I'm doing a sexual assault of a child case (anal penetration) and the defendant keeps writing letters talking about his obbbbbbesssssion with butts and draws numerous pictures of him performing anal sex. Not on a child, but on her mother. Do these get in as a statement against insterest alone or is there 404 objections? I wouldn't say it was a bad act, because it is nothing illegal, etc. Just him having anal sex with an adult--but his obsn is disturbing and I really want to get the letters in. Any suggestions?
Have an expert psychiatrist testify at punishment. Provide the letters as part of his underlying data in forming an opinion on whether defendant is a dangerous sex offender.
404(b) will apply to acts of sexual conduct that, while not illegal, might be considered bad acts. Bishop v. State, 869 S.W.2d 342. Thus, you need to show that the items are relevant for some purpose other than the fact he likes anal sex.
I have tried too many agg sexual assaults and the ones with anal penetration are the most disturbing to jurors. Most Defendants who molest children insist on testifying so just wait and ask him if he likes anal sex. If he denies it offer the photos. There is something wonderful about watching a Defendant self destruct in their attempt to manipulate the prosecutor and jury. I know I am older than most of you but anal sex is not something everyone does.
I know I will now get all kinds of interesting new insights from my young DA friends at the annual.
I'll be in your corner Martha. All I can say is eewww.
I've never actually faced this, but I've always wondered how I would (could) handle a strong objection as to authenticity of jail letters, especially now that we can't use our local handwriting witnesses. Usually they are mailed to the court who sometimes saves the envelopes, sometimes not. At best, one could show the letter came from someone in the jail. Maybe even someone with a working knowledge of the facts in a case. Any suggestions?

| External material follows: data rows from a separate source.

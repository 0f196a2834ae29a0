//! Pickup counts per route over the trailing week.

use std::collections::BTreeMap;

use chrono::{DateTime, Duration, Utc};

use crate::lookup::RouteDirectory;
use crate::model::{RouteId, RoutePickup, ScheduledTime};

/// Width of the chart window.
pub const CHART_WINDOW_DAYS: i64 = 7;
/// Label of the bucket for pickups without a route.
pub const UNKNOWN_ROUTE: &str = "Route Unknown";
/// Label of the placeholder bucket used when nothing matched.
pub const NO_DATA: &str = "No data";

#[derive(Debug, Clone, Copy, PartialEq, Eq, PartialOrd, Ord)]
enum BucketKey {
    Route(RouteId),
    Unknown,
}

#[derive(Debug, Clone, PartialEq, Eq)]
/// One point of the per-route pickup chart.
pub struct ChartBucket {
    /// Route label shown on the x axis.
    pub label: String,
    /// Number of pickups counted for the route.
    pub count: u64,
}

/// Unreadable scheduled times never fall inside the window.
fn in_window(scheduled: &ScheduledTime, cutoff: DateTime<Utc>) -> bool {
    scheduled.at().is_some_and(|at| at.0 >= cutoff)
}

/// Count pickups per route for the chart.
///
/// Pickups scheduled at or after `now - 7 days` are counted, as are pickups
/// without a scheduled time. Pickups whose scheduled time is unreadable are
/// left out. Buckets are ordered by route id with the `Route Unknown` bucket
/// last. An empty result yields a single `No data` bucket with a zero count,
/// so a chart always has one point.
#[must_use]
pub fn pickup_buckets(
    pickups: &[RoutePickup],
    routes: &RouteDirectory,
    now: DateTime<Utc>,
) -> Vec<ChartBucket> {
    let cutoff = now - Duration::days(CHART_WINDOW_DAYS);

    let mut counts: BTreeMap<BucketKey, u64> = BTreeMap::new();
    for pickup in pickups {
        let counted = pickup
            .scheduled_time
            .as_ref()
            .is_none_or(|scheduled| in_window(scheduled, cutoff));
        if !counted {
            continue;
        }
        let key = pickup.route_id.map_or(BucketKey::Unknown, BucketKey::Route);
        *counts.entry(key).or_default() += 1;
    }

    if counts.is_empty() {
        return vec![ChartBucket {
            label: NO_DATA.to_owned(),
            count: 0,
        }];
    }

    counts
        .into_iter()
        .map(|(key, count)| ChartBucket {
            label: match key {
                BucketKey::Route(id) => routes.label(id),
                BucketKey::Unknown => UNKNOWN_ROUTE.to_owned(),
            },
            count,
        })
        .collect()
}

#[cfg(test)]
mod tests {
    use super::*;
    use crate::fixtures;

    #[test]
    fn counts_recent_and_unscheduled_pickups_per_route() {
        let now = fixtures::now();
        let routes = RouteDirectory::new(fixtures::routes());
        let pickups = fixtures::pickups();

        let buckets = pickup_buckets(&pickups, &routes, now);

        let expected_total = pickups
            .iter()
            .filter(|pickup| {
                pickup
                    .scheduled_time
                    .as_ref()
                    .is_none_or(|scheduled| in_window(scheduled, now - Duration::days(7)))
            })
            .count();
        let total: u64 = buckets.iter().map(|bucket| bucket.count).sum();
        assert_eq!(usize::try_from(total).ok(), Some(expected_total));

        let labels: Vec<&str> = buckets.iter().map(|bucket| bucket.label.as_str()).collect();
        assert_eq!(
            labels,
            ["Morning North", "Evening South", "Route 7", "Route Unknown"]
        );
        let counts: Vec<u64> = buckets.iter().map(|bucket| bucket.count).collect();
        assert_eq!(counts, [2, 1, 1, 1]);
    }

    #[test]
    fn routeless_pickups_fall_back_like_unnamed_routes() {
        let mut pickup = fixtures::pickups()
            .into_iter()
            .find(|pickup| pickup.route_id.is_none())
            .expect("fixture has a route-less pickup");
        pickup.scheduled_time = None;

        let buckets = pickup_buckets(&[pickup], &RouteDirectory::default(), fixtures::now());
        assert_eq!(
            buckets,
            [ChartBucket {
                label: "Route Unknown".to_owned(),
                count: 1
            }]
        );
    }

    #[test]
    fn unreadable_schedule_is_left_out_but_missing_one_counts() {
        let mut unreadable = fixtures::pickups()
            .into_iter()
            .next()
            .expect("fixture pickup");
        let mut unscheduled = unreadable.clone();
        unreadable.scheduled_time = Some(ScheduledTime::Unreadable("infinity".to_owned()));
        unscheduled.scheduled_time = None;

        let routes = RouteDirectory::new(fixtures::routes());
        let buckets = pickup_buckets(&[unreadable, unscheduled], &routes, fixtures::now());
        assert_eq!(
            buckets,
            [ChartBucket {
                label: "Morning North".to_owned(),
                count: 1
            }]
        );
    }

    #[test]
    fn empty_input_yields_single_no_data_bucket() {
        let buckets = pickup_buckets(&[], &RouteDirectory::default(), fixtures::now());
        assert_eq!(
            buckets,
            [ChartBucket {
                label: "No data".to_owned(),
                count: 0
            }]
        );
    }

    #[test]
    fn only_stale_pickups_also_yield_no_data() {
        let now = fixtures::now();
        let stale: Vec<RoutePickup> = fixtures::pickups()
            .into_iter()
            .filter(|pickup| {
                pickup
                    .scheduled_time
                    .as_ref()
                    .and_then(ScheduledTime::at)
                    .is_some_and(|ts| ts.0 < now - Duration::days(7))
            })
            .collect();
        assert!(!stale.is_empty(), "fixture has stale pickups");

        let buckets = pickup_buckets(&stale, &RouteDirectory::default(), now);
        assert_eq!(buckets.len(), 1);
        assert_eq!(buckets.first().map(|bucket| bucket.count), Some(0));
    }
}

Find a family member who knows his handwriting. Have the letter printed. Use the contents of the letter as circumstantial evidence for identity.
How big is your jail? I had one (when I was the defense attorney) in a very small jail and the jail administrator took the stand, explained that he picked up each letter from inmates and made sure that the name on the envelope (yep, they kept the envelope) and the tank number matched the inmate giving him the envelope.